In fact, a truly relevant proof of efficacy of all these vaccines could be provided only through rigorously conducted mortality studies (i.e. the comparison of the absolute death rate between the vaccination and the placebo groups), or, at the very least, through a so-called combined endpoint trial (for example, hospitalisation and/or death). If this is a deadly virus, if the situation is truly urgent, this is what we would have (had) to ask the pharmaceutical companies to carry out, and this is what we would have (had) to ask the regulatory authorities to demand from them.
This is not even planned, however – in all likelihood for very good reasons. In the clinical vaccine studies published to date, a total of well over 100,000 subjects were included, but to date not a single Covid-19 death has apparently been recorded; in the not yet published trial of the J&J vaccine, a few ‘Covid-related’ deaths (single digit number) seem to have occurred.
The disease is quite clearly not serious enough for well-designed clinical trials conclusively to demonstrate any effect on severe forms or death.
The vaccines have now largely been rolled out, and claims of efficacy abound, based on observational data.
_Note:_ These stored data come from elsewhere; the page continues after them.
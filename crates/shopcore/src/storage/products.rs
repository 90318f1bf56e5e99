//! Primary store: the `products` table
//!
//! Every mutating call runs in a single `BEGIN IMMEDIATE` transaction, so a
//! logical operation is either fully applied or not at all, and a second process
//! writing the same file waits on the busy timeout instead of interleaving.
//!
//! This type never triggers backups itself; `Catalog` wraps it and runs the
//! backup cycle after each mutation.

use chrono::Utc;
use rusqlite::{params, OptionalExtension, Row, TransactionBehavior};
use std::path::{Path, PathBuf};

use super::db::{self, DbConnection, DbPool};
use crate::core::error::{CatalogError, CatalogResult};
use crate::core::types::{
    format_timestamp, normalize_sizes, parse_timestamp, NewProduct, Product, ProductId, ProductPatch, Size,
    StoreHealth,
};

const PRODUCT_COLUMNS: &str = "id, title, description, price, sizes, photo, is_active, created_at";

/// Handle to the primary store. Cheap to clone; clones share the pool.
#[derive(Clone)]
pub struct ProductStore {
    pool: DbPool,
    db_path: PathBuf,
}

impl ProductStore {
    /// Opens (creating if needed) the database at `db_path` and brings the schema up to date
    pub fn open(db_path: &Path) -> CatalogResult<Self> {
        let pool = db::create_pool(db_path)?;
        Ok(Self {
            pool,
            db_path: db_path.to_path_buf(),
        })
    }

    pub fn db_path(&self) -> &Path {
        &self.db_path
    }

    fn conn(&self) -> CatalogResult<DbConnection> {
        db::get_connection(&self.pool)
    }

    /// Re-runs schema creation. Idempotent.
    pub fn initialize(&self) -> CatalogResult<()> {
        let mut conn = self.conn()?;
        super::migrations::run_migrations(&mut conn)
    }

    /// Total and active row counts
    pub fn health(&self) -> CatalogResult<StoreHealth> {
        let conn = self.conn()?;
        Ok(query_health(&conn)?)
    }

    /// Products ordered newest first. With `active_only`, soft-deleted rows are excluded.
    pub fn list(&self, active_only: bool) -> CatalogResult<Vec<Product>> {
        let conn = self.conn()?;
        let sql = if active_only {
            format!("SELECT {} FROM products WHERE COALESCE(is_active, 1) = 1 ORDER BY id DESC", PRODUCT_COLUMNS)
        } else {
            format!("SELECT {} FROM products ORDER BY id DESC", PRODUCT_COLUMNS)
        };
        let mut stmt = conn.prepare(&sql)?;
        let rows = stmt.query_map([], product_from_row)?;

        let mut products = Vec::new();
        for row in rows {
            products.push(row?);
        }
        log::debug!("Loaded {} products (active_only={})", products.len(), active_only);
        Ok(products)
    }

    /// Returns `Ok(None)` when no row has this id
    pub fn get(&self, id: ProductId) -> CatalogResult<Option<Product>> {
        let conn = self.conn()?;
        let product = conn
            .query_row(
                &format!("SELECT {} FROM products WHERE id = ?1", PRODUCT_COLUMNS),
                params![id.get()],
                product_from_row,
            )
            .optional()?;
        Ok(product)
    }

    /// Inserts an active product and returns its freshly assigned id
    pub fn create(&self, product: NewProduct) -> CatalogResult<ProductId> {
        product.validate()?;
        let sizes = encode_sizes(&normalize_sizes(product.sizes))?;
        let created_at = format_timestamp(&Utc::now());

        let mut conn = self.conn()?;
        let tx = conn.transaction_with_behavior(TransactionBehavior::Immediate)?;
        tx.execute(
            "INSERT INTO products (title, description, price, sizes, photo, is_active, created_at)
             VALUES (?1, ?2, ?3, ?4, ?5, 1, ?6)",
            params![
                product.title.trim(),
                product.description,
                product.price,
                sizes,
                product.photo,
                created_at
            ],
        )?;
        let id = ProductId(tx.last_insert_rowid());
        tx.commit()?;

        log::info!("Product created: id={}, {}", id, product.title.trim());
        Ok(id)
    }

    /// Applies the `Some` fields of `patch`. An empty patch only checks existence.
    pub fn update(&self, id: ProductId, patch: ProductPatch) -> CatalogResult<()> {
        patch.validate()?;

        let mut assignments: Vec<&str> = Vec::new();
        let mut values: Vec<rusqlite::types::Value> = Vec::new();
        if let Some(title) = patch.title {
            assignments.push("title = ?");
            values.push(title.trim().to_string().into());
        }
        if let Some(description) = patch.description {
            assignments.push("description = ?");
            values.push(description.into());
        }
        if let Some(price) = patch.price {
            assignments.push("price = ?");
            values.push(price.into());
        }
        if let Some(sizes) = patch.sizes {
            assignments.push("sizes = ?");
            values.push(encode_sizes(&normalize_sizes(sizes))?.into());
        }
        if let Some(photo) = patch.photo {
            assignments.push("photo = ?");
            values.push(photo.into());
        }

        let mut conn = self.conn()?;
        let tx = conn.transaction_with_behavior(TransactionBehavior::Immediate)?;
        if !row_exists(&tx, id)? {
            return Err(CatalogError::NotFound(id));
        }
        if assignments.is_empty() {
            return Ok(());
        }

        values.push(id.get().into());
        let sql = format!("UPDATE products SET {} WHERE id = ?", assignments.join(", "));
        tx.execute(&sql, rusqlite::params_from_iter(values))?;
        tx.commit()?;

        log::info!("Product updated: id={}", id);
        Ok(())
    }

    /// Marks a product inactive. Fails with `AlreadyDeleted` if it already is.
    pub fn soft_delete(&self, id: ProductId) -> CatalogResult<()> {
        self.set_active(id, false)
    }

    /// Undoes a soft delete. Fails with `AlreadyActive` if the product is visible.
    pub fn reactivate(&self, id: ProductId) -> CatalogResult<()> {
        self.set_active(id, true)
    }

    fn set_active(&self, id: ProductId, active: bool) -> CatalogResult<()> {
        let mut conn = self.conn()?;
        let tx = conn.transaction_with_behavior(TransactionBehavior::Immediate)?;

        let current: Option<bool> = tx
            .query_row(
                "SELECT COALESCE(is_active, 1) FROM products WHERE id = ?1",
                params![id.get()],
                |row| Ok(row.get::<_, i64>(0)? == 1),
            )
            .optional()?;
        match current {
            None => return Err(CatalogError::NotFound(id)),
            Some(is_active) if is_active == active => {
                return Err(if active {
                    CatalogError::AlreadyActive(id)
                } else {
                    CatalogError::AlreadyDeleted(id)
                });
            }
            Some(_) => {}
        }

        tx.execute(
            "UPDATE products SET is_active = ?1 WHERE id = ?2",
            params![i64::from(active), id.get()],
        )?;
        tx.commit()?;

        if active {
            log::info!("Product reactivated: id={}", id);
        } else {
            log::info!("Product soft-deleted: id={}", id);
        }
        Ok(())
    }

    /// Writes trusted products back by id, keeping their ids and `created_at`.
    ///
    /// Existing rows with the same id are overwritten; rows not mentioned are left
    /// alone. The whole list goes in one transaction.
    pub fn upsert_from_snapshot(&self, products: &[Product]) -> CatalogResult<usize> {
        let mut conn = self.conn()?;
        let tx = conn.transaction_with_behavior(TransactionBehavior::Immediate)?;
        {
            let mut stmt = tx.prepare(
                "INSERT INTO products (id, title, description, price, sizes, photo, is_active, created_at)
                 VALUES (?1, ?2, ?3, ?4, ?5, ?6, ?7, ?8)
                 ON CONFLICT(id) DO UPDATE SET
                    title = excluded.title,
                    description = excluded.description,
                    price = excluded.price,
                    sizes = excluded.sizes,
                    photo = excluded.photo,
                    is_active = excluded.is_active,
                    created_at = excluded.created_at",
            )?;
            for product in products {
                stmt.execute(params![
                    product.id.get(),
                    product.title,
                    product.description,
                    product.price,
                    encode_sizes(&product.sizes)?,
                    product.photo,
                    i64::from(product.is_active),
                    format_timestamp(&product.created_at),
                ])?;
            }
        }
        tx.commit()?;

        log::info!("Upserted {} products from snapshot", products.len());
        Ok(products.len())
    }
}

/// Counts rows on any connection holding a `products` table (live store or archive)
pub(crate) fn query_health(conn: &rusqlite::Connection) -> rusqlite::Result<StoreHealth> {
    let (total, active): (i64, i64) = conn.query_row(
        "SELECT COUNT(*), COALESCE(SUM(CASE WHEN COALESCE(is_active, 1) = 1 THEN 1 ELSE 0 END), 0) FROM products",
        [],
        |row| Ok((row.get(0)?, row.get(1)?)),
    )?;
    Ok(StoreHealth {
        total: u64::try_from(total).unwrap_or_default(),
        active: u64::try_from(active).unwrap_or_default(),
    })
}

fn row_exists(conn: &rusqlite::Connection, id: ProductId) -> CatalogResult<bool> {
    let exists = conn
        .query_row("SELECT 1 FROM products WHERE id = ?1", params![id.get()], |_| Ok(()))
        .optional()?
        .is_some();
    Ok(exists)
}

fn encode_sizes(sizes: &[Size]) -> CatalogResult<String> {
    serde_json::to_string(sizes).map_err(|e| CatalogError::Codec(e.to_string()))
}

fn conversion_error(column: usize, msg: String) -> rusqlite::Error {
    rusqlite::Error::FromSqlConversionFailure(column, rusqlite::types::Type::Text, msg.into())
}

/// Maps a row selected with `PRODUCT_COLUMNS`. NULL text columns read as empty,
/// a NULL `is_active` as active, matching the table defaults. A missing or
/// unparsable `created_at` reads as now.
fn product_from_row(row: &Row<'_>) -> rusqlite::Result<Product> {
    let sizes_raw: Option<String> = row.get(4)?;
    let sizes = match sizes_raw.as_deref().map(str::trim) {
        None | Some("") => Vec::new(),
        Some(raw) => serde_json::from_str(raw).map_err(|e| conversion_error(4, format!("sizes: {}", e)))?,
    };

    let id = ProductId(row.get(0)?);
    let created_raw: Option<String> = row.get(7)?;
    let created_at = match created_raw.as_deref().and_then(parse_timestamp) {
        Some(created_at) => created_at,
        None => {
            log::warn!("Product {} has no valid created_at ({:?}), using current time", id, created_raw);
            Utc::now()
        }
    };

    Ok(Product {
        id,
        title: row.get(1)?,
        description: row.get::<_, Option<String>>(2)?.unwrap_or_default(),
        price: row.get(3)?,
        sizes,
        photo: row.get::<_, Option<String>>(5)?.unwrap_or_default(),
        is_active: row.get::<_, Option<i64>>(6)?.unwrap_or(1) == 1,
        created_at,
    })
}

/// Physically copies the live database into `dest` using `VACUUM INTO`.
///
/// The copy is transactionally consistent even while other pooled connections
/// are open. `dest` must not exist.
pub(crate) fn vacuum_into(store: &ProductStore, dest: &Path) -> CatalogResult<()> {
    let conn = store.conn()?;
    let dest = dest.to_string_lossy();
    conn.execute("VACUUM INTO ?1", params![dest.as_ref()])?;
    Ok(())
}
They seem in fact to be doing what they demonstrated in the randomised clinical trials – reducing the number of positively tested individuals (corona ‘cases’).
Their side-effect profiles are being established as we go along. Whether these vaccines will have any significant positive effect on population morbidity and above all mortality remains to be seen. It might be asking a little too much of them to prevent normal population mortality, but perhaps there will yield a welcome psychological result, allowing our societies to re-open (assuming that this is what governments and the governed people want).
7. Freedom and human rights
As of now (April 2021), elementary freedoms and human rights are restricted or suspended for an unlimited period in almost all countries of the world.
Elected and non-elected representatives of the people are currently conducting a – in some cases openly declared – ‘war’ against a common cold virus, forcing their infantilised populations into a permanent state of emergency. How and with what kind of outcome this war is to be won remains fundamentally open, even if some protagonists are planning and propagating a new, totalitarian normality after a ‘great reset’.
The measures taken by governments to protect a certain ‘at-risk group’ (ostensibly, at least) are impacting enormously on other groups, indeed on the entire population. The modern constitutional state is, in principle, barred from taking such action; it must not actively harm innocent people in an attempt to protect others. Even if we were dealing with a truly severe epidemic, with the plague itself: fundamental human rights are not to be bent, even if democratic majorities were to agree to their suspension or abolition.
We are indeed engaged in a struggle – a struggle for freedom and for human dignity. Let us hope that the battle can still be won with facts and rational argument.
This is a translation of the original German article which is republished by kind permission.